2.2 Typing and Executing Commands
Now, let’s actually get R to do stuff for us! Open a script file (Ctrl/CMD + Shift + N
). Then copy and paste the following R codes into the script file. Run each line (Ctrl/Cmd + Enter
) to see what they do. Note that #
denotes a comment, and therefore it will run as a line of text. Experiment and have fun!
# Assign a single value (e.g., 9) to an object, say x.
x <- 9 # this means "x gets the value of 9".
# Get the value for x.
x # remember that R is case-sensitive. If you typed X, you'll get an error message.
X # see how R complains here that it can't find the object?

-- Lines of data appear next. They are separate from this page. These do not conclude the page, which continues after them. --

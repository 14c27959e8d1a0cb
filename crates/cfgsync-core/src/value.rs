//! Field types and typed field values
//!
//! [`FieldType`] is the closed set of declarable types: four scalars and a
//! list of any one of them. [`FieldValue`] carries a value of one of those
//! types across the host boundary, and [`ConfigValue`] ties Rust types to it.

use std::fmt;

use crate::error::{Error, Result};

/// The scalar kinds a field may hold.
#[derive(Debug, Clone, Copy, PartialEq, Eq, Hash)]
pub enum ScalarType {
    String,
    Int32,
    Int64,
    Bool,
}

impl ScalarType {
    pub fn name(&self) -> &'static str {
        match self {
            Self::String => "string",
            Self::Int32 => "int32",
            Self::Int64 => "int64",
            Self::Bool => "bool",
        }
    }

    /// Parse a scalar type name, accepting a few common aliases.
    pub fn parse(s: &str) -> Option<Self> {
        match s.trim().to_ascii_lowercase().as_str() {
            "string" | "str" => Some(Self::String),
            "int32" | "i32" | "int" => Some(Self::Int32),
            "int64" | "i64" | "long" => Some(Self::Int64),
            "bool" | "boolean" => Some(Self::Bool),
            _ => None,
        }
    }
}

impl fmt::Display for ScalarType {
    fn fmt(&self, f: &mut fmt::Formatter<'_>) -> fmt::Result {
        f.write_str(self.name())
    }
}

/// The declared type of a configuration field.
#[derive(Debug, Clone, Copy, PartialEq, Eq, Hash)]
pub enum FieldType {
    Scalar(ScalarType),
    List(ScalarType),
}

impl FieldType {
    pub const STRING: Self = Self::Scalar(ScalarType::String);
    pub const INT32: Self = Self::Scalar(ScalarType::Int32);
    pub const INT64: Self = Self::Scalar(ScalarType::Int64);
    pub const BOOL: Self = Self::Scalar(ScalarType::Bool);

    pub fn is_list(&self) -> bool {
        matches!(self, Self::List(_))
    }

    /// The scalar kind, or the element kind for lists.
    pub fn scalar(&self) -> ScalarType {
        match self {
            Self::Scalar(s) | Self::List(s) => *s,
        }
    }

    /// Parse a type name such as `int32` or `list<string>`.
    ///
    /// Returns `None` for anything outside the supported set, including
    /// nested lists.
    pub fn parse(s: &str) -> Option<Self> {
        let s = s.trim();
        let lower = s.to_ascii_lowercase();
        match lower
            .strip_prefix("list<")
            .and_then(|rest| rest.strip_suffix('>'))
        {
            Some(inner) => ScalarType::parse(inner).map(Self::List),
            None => ScalarType::parse(&lower).map(Self::Scalar),
        }
    }
}

impl fmt::Display for FieldType {
    fn fmt(&self, f: &mut fmt::Formatter<'_>) -> fmt::Result {
        match self {
            Self::Scalar(s) => write!(f, "{s}"),
            Self::List(s) => write!(f, "list<{s}>"),
        }
    }
}

/// A typed field value.
#[derive(Debug, Clone, PartialEq, Eq)]
pub enum FieldValue {
    String(String),
    Int32(i32),
    Int64(i64),
    Bool(bool),
    StringList(Vec<String>),
    Int32List(Vec<i32>),
    Int64List(Vec<i64>),
    BoolList(Vec<bool>),
}

impl FieldValue {
    pub fn field_type(&self) -> FieldType {
        match self {
            Self::String(_) => FieldType::STRING,
            Self::Int32(_) => FieldType::INT32,
            Self::Int64(_) => FieldType::INT64,
            Self::Bool(_) => FieldType::BOOL,
            Self::StringList(_) => FieldType::List(ScalarType::String),
            Self::Int32List(_) => FieldType::List(ScalarType::Int32),
            Self::Int64List(_) => FieldType::List(ScalarType::Int64),
            Self::BoolList(_) => FieldType::List(ScalarType::Bool),
        }
    }

    pub fn as_str(&self) -> Option<&str> {
        match self {
            Self::String(s) => Some(s),
            _ => None,
        }
    }

    /// Integer value of either width.
    pub fn as_i64(&self) -> Option<i64> {
        match self {
            Self::Int32(i) => Some(i64::from(*i)),
            Self::Int64(i) => Some(*i),
            _ => None,
        }
    }

    pub fn as_bool(&self) -> Option<bool> {
        match self {
            Self::Bool(b) => Some(*b),
            _ => None,
        }
    }
}

impl fmt::Display for FieldValue {
    fn fmt(&self, f: &mut fmt::Formatter<'_>) -> fmt::Result {
        match self {
            Self::String(s) => write!(f, "{s:?}"),
            Self::Int32(i) => write!(f, "{i}"),
            Self::Int64(i) => write!(f, "{i}"),
            Self::Bool(b) => write!(f, "{b}"),
            Self::StringList(items) => write!(f, "{items:?}"),
            Self::Int32List(items) => write!(f, "{items:?}"),
            Self::Int64List(items) => write!(f, "{items:?}"),
            Self::BoolList(items) => write!(f, "{items:?}"),
        }
    }
}

impl From<&str> for FieldValue {
    fn from(s: &str) -> Self {
        Self::String(s.to_string())
    }
}

/// A Rust type that can back a configuration field.
///
/// Implemented for `String`, `i32`, `i64`, `bool` and `Vec` of each. Types
/// without an implementation cannot be declared as fields at all.
pub trait ConfigValue: Sized {
    /// The declared type a field of this Rust type registers with.
    const FIELD_TYPE: FieldType;

    fn to_field_value(&self) -> FieldValue;

    /// Extract a value of exactly this type.
    ///
    /// # Errors
    ///
    /// Returns `TypeMismatch` naming `field` if `value` holds another type.
    fn from_field_value(field: &str, value: FieldValue) -> Result<Self>;
}

macro_rules! impl_config_value {
    ($ty:ty, $scalar:ident, $variant:ident, $list_variant:ident) => {
        impl ConfigValue for $ty {
            const FIELD_TYPE: FieldType = FieldType::Scalar(ScalarType::$scalar);

            fn to_field_value(&self) -> FieldValue {
                FieldValue::$variant(self.clone())
            }

            fn from_field_value(field: &str, value: FieldValue) -> Result<Self> {
                match value {
                    FieldValue::$variant(v) => Ok(v),
                    other => Err(Error::type_mismatch(
                        field,
                        Self::FIELD_TYPE,
                        other.field_type(),
                    )),
                }
            }
        }

        impl ConfigValue for Vec<$ty> {
            const FIELD_TYPE: FieldType = FieldType::List(ScalarType::$scalar);

            fn to_field_value(&self) -> FieldValue {
                FieldValue::$list_variant(self.clone())
            }

            fn from_field_value(field: &str, value: FieldValue) -> Result<Self> {
                match value {
                    FieldValue::$list_variant(v) => Ok(v),
                    other => Err(Error::type_mismatch(
                        field,
                        Self::FIELD_TYPE,
                        other.field_type(),
                    )),
                }
            }
        }

        impl From<$ty> for FieldValue {
            fn from(value: $ty) -> Self {
                FieldValue::$variant(value)
            }
        }

        impl From<Vec<$ty>> for FieldValue {
            fn from(value: Vec<$ty>) -> Self {
                FieldValue::$list_variant(value)
            }
        }
    };
}

impl_config_value!(String, String, String, StringList);
impl_config_value!(i32, Int32, Int32, Int32List);
impl_config_value!(i64, Int64, Int64, Int64List);
impl_config_value!(bool, Bool, Bool, BoolList);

# If you want to know what objects are in the workspace (i.e., R's "short term" memory), look at the Environment tab or type ls().
ls()
# You may remove an object (e.g., x) from the workspace using rm(), where rm stands for remove.
rm(x)
# If there are too many objects in the workspace, you may remove all objects from the workspace using rm(list=ls()). To remember this command, I think of it as telling R to remove the list of objects in the Environment tab.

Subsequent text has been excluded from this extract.